- Born: 18 August 1892 Adelaide, South Australia
- Died: 7 September 1987 (aged 95) Elizabeth Bay, New South Wales, Australia
- Other names: "Miss Russell"
- Occupation: Orthoptist

= Emmie Russell =

Emmie Russell (18 August 1892 – 7 September 1987) was an early Australian orthoptist and an art collector. She was the first president of the Orthoptic Association of Australia.

==Life==
Russell was born in Adelaide. Her father, William Reid Russell, was an engineer and his brother was the Australian artist John Russell. Her mother was born Emma Goldsbrough and Emmie was the third of their four children. The family moved to Sydney. She went to her last school, Presbyterian Ladies College Croydon, in 1909.

Orthoptics was new and Ringland Anderson is credited with starting its training in 1932. He cloned the syllabus that was established in Britain and began the first Australian course at the Alfred Hospital. The new field of research was attracted women applicants including his scientific secretary Diana Craig and his friend Emmie Russell.

In 1944 she was the first president of the Orthoptic Association of Australia (OAA) with Diana Craig as the OAA's first secretary.
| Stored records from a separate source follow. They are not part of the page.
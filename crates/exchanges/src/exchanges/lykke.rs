//! Lykke HFT API. The book is a list of side groups flagged by `IsBuy`;
//! sell volumes are negative.

use crate::book::{BookShape, LevelFormat};
use crate::listing::{ListingShape, PairOrder, PairSource, SymbolFormat};
use crate::profile::{Endpoint, ExchangeProfile};

pub fn profile() -> ExchangeProfile {
    ExchangeProfile::new(
        "lykke",
        Endpoint::get("https://hft-api.lykke.com/api/AssetPairs"),
        ListingShape::Records {
            path: vec![],
            pair: PairSource::Symbol {
                field: "Name".into(),
                format: SymbolFormat::delimited("/", PairOrder::BaseFirst),
            },
            id: Some("Id".into()),
            filters: vec![],
        },
        Endpoint::get("https://hft-api.lykke.com/api/OrderBooks/{base}{quote}"),
        BookShape::flagged(&[], "IsBuy", &["Prices"], LevelFormat::named(&["Price"], &["Volume"])),
    )
}
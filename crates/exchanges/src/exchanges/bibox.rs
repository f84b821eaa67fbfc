//! Bibox (API v1). Both endpoints are `mdata` commands.

use crate::book::{BookShape, LevelFormat};
use crate::listing::{ListingShape, PairSource};
use crate::profile::{Endpoint, ExchangeProfile};

pub fn profile() -> ExchangeProfile {
    ExchangeProfile::new(
        "bibox",
        Endpoint::get("https://api.bibox.com/v1/mdata?cmd=marketAll"),
        ListingShape::Records {
            path: vec!["result".into()],
            pair: PairSource::Fields {
                quote: "currency_symbol".into(),
                base: "coin_symbol".into(),
            },
            id: Some("id".into()),
            filters: vec![],
        },
        Endpoint::get("https://api.bibox.com/v1/mdata?cmd=depth&pair={base}_{quote}&size={depth}"),
        BookShape::sides(&["result"], &["asks"], &["bids"], LevelFormat::named(&["price"], &["volume"])),
    )
}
She served for two years. She and Diana Craig assisted the Royal Australian Air Force in checking the eyesight of their pilots.

Russell was awarded honorary life membership of the OAA in 1959.

==Death and legacies==
Her uncle John's paintings had been championed by his cousin the Sydney artist Thea Proctor who died in 1966. As a result of their work and her interest Emmie obtained a large collection of paintings by Thea Proctor and her uncle John Russell. She donated many of them to the National Gallery of Australia and the Art Gallery of New South Wales.

The legacy of her work which she retired from in 1956 was added to as she encouraged the following generations of orthoptists. She funded and set in motion the Emmie Russell Prize that was awarded the best scientific paper presented at an OAA meeting by a new member. The first winner was Margaret Kirkland in 1957.

Russell died in Elizabeth Bay in 1987 and she left a bequest to what became the Emmie Russell Department of Orthoptics at the Royal Alexandra Hospital for Children.